14 "We have already made a mention of Item No. 11
which dealt with the Commissioner''s letter dated 8.1.2007 and has, as Annexure-A, the letter of the Commissioner dated 12.7.1982 which fails to make any distinction between the so-called entry level and promotional level in the category of Masons/Carpenters/Painters/Fitters. This belies the existence of two separate categories sought to be introduced by the MCD much later on as a defence to the demands of the Workmen. In Item No. 11, after referring to the two said alleged categories of senior and junior, it has specifically been noted that - "So far, various such awards have already been implemented under advice of CLO and some of the awards are (sic.) have also created a disparity on pay scales of workers of the "Junior"

Category itself. Under the circumstances, it will be in the interest of MCD, that the existing "Senior" and "Junior" grades of the aforesaid five "Skilled" categories of the Engineering Department are merged into one grade". Keeping in perspective that the so-called senior and junior grades were not implemented for twenty three previous years, reliance by the MCD on the letter dated 09.05.2007 can be of no substance."

POIT-292-2016 Page No. 11/13

34. The Division Bench disposed of all the appeals and writ petitions alongwith pending applications thereby directing "the MCD to treat the workman/Employees as having been regularized in the pay scale of Rs.260-400/- with effect from 01.04.1980. In other words, they will be entitled to arrears of pay and other benefits for the period 01.04.1980 to 01.01.1996 if they were recruited by them. As we have already noted, the MCD has already granted all the benefits to the workman/employees with effect from 01.01.1996."

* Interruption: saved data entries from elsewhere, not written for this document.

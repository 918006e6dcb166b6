//! Wire shapes for the three scheduler RPCs and the two log-intake publishes.

use std::collections::HashMap;

use serde::{Deserialize, Serialize};

use crate::exception::Deliverable;
use crate::job_id::JobId;
use crate::stage::NewJobStage;

#[derive(Debug, Clone, Serialize, Deserialize)]
pub struct NewJobRequest {
    pub job_workers: Vec<NewJobStage>,
    #[serde(default)]
    pub tags: HashMap<String, String>,
}

#[derive(Debug, Clone, Serialize, Deserialize)]
pub struct FocusJobRequest {
    pub job_id: JobId,
    pub hostname: String,
}

#[derive(Debug, Clone, Copy, PartialEq, Eq, Serialize, Deserialize)]
#[serde(rename_all = "snake_case")]
pub enum FocusOutcome {
    Focused,
    Rejected,
}

#[derive(Debug, Clone, Serialize, Deserialize)]
pub struct FocusJobResponse {
    pub outcome: FocusOutcome,
    pub context: crate::context::JobContext,
}

#[derive(Debug, Clone, Serialize, Deserialize)]
pub struct UpdateJobRequest {
    pub hostname: String,
    pub worker_type: String,
    pub stage_index: u32,
    pub job_id: JobId,
    pub deliverable: Deliverable,
}

/// `Some` when the stage completed cleanly and another stage follows; the
/// scheduler server publishes the job id onto `next_worker_type`'s queue.
#[derive(Debug, Clone, Serialize, Deserialize)]
pub struct UpdateJobResponse {
    pub dispatch: Option<DispatchNext>,
}

#[derive(Debug, Clone, Serialize, Deserialize)]
pub struct DispatchNext {
    pub job_id: JobId,
    pub next_worker_type: String,
}

#[derive(Debug, Clone, Serialize, Deserialize)]
pub struct AbortJobRequest {
    pub job_id: JobId,
}

#[derive(Debug, Clone, Serialize, Deserialize)]
pub struct YieldJobRequest {
    pub job_id: JobId,
}

/// Returned by `get_system_config`: storage configuration plus the
/// per-worker-type config blob for the calling worker.
#[derive(Debug, Clone, Serialize, Deserialize)]
pub struct SystemConfigRequest {
    pub worker_type: String,
}

#[derive(Debug, Clone, Serialize, Deserialize)]
pub struct SystemConfigResponse {
    pub storage: serde_json::Value,
    pub worker_config: serde_json::Value,
}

35. The aforesaid judgment attained finality as the Hon'ble Supreme Court of India vide order dated 13.08.2012, dismissed all the special leave petitions filed by the management thereby observing that 'no ground is made out for our interference with the impugned judgment.' The decision/observation of Hon'ble Delhi High Court in the LPA No.126/2010 titled "MCD Vs. Abid Ali & Ors" remained upheld/intact. The management has failed to produce documentary evidence such as pay fixation orders, or job classification proving that post of mason regularized in 1982 corresponded to a semi-skilled category. There is no stipulation as to about the difference of work in two categories of mason i.e. mason and Senior Mason. It is also not in dispute that the workman was not performing duties as would be ordinarily performed by the mason.

36. In view of the above findings and the settled legal position, it is held that the workman is entitled to the pay scale of Rs. 260-400 w.e.f. 01.04.1982, revised from time to time, along with all consequential benefits, monetary or otherwise, together with interest @ 8% per annum from 13.12.2012 till the date of actual payment.

POIT-292-2016 Page No. 12/13

37. The reference is answered accordingly. A copy of the award be sent to the appropriate Government for publication as per rules. The file be consigned to the Record Room after completion of necessary formalities.

Announced in open Tribunal 29.10.2025 Digitally signed Manjusha by Manjusha Wadhwa Wadhwa Date: 2025.10.29 16:46:29 +0530 (MANJUSHA WADHWA) Presiding Officer Industrial Tribunal-I/ Rouse Avenue Court, New Delhi.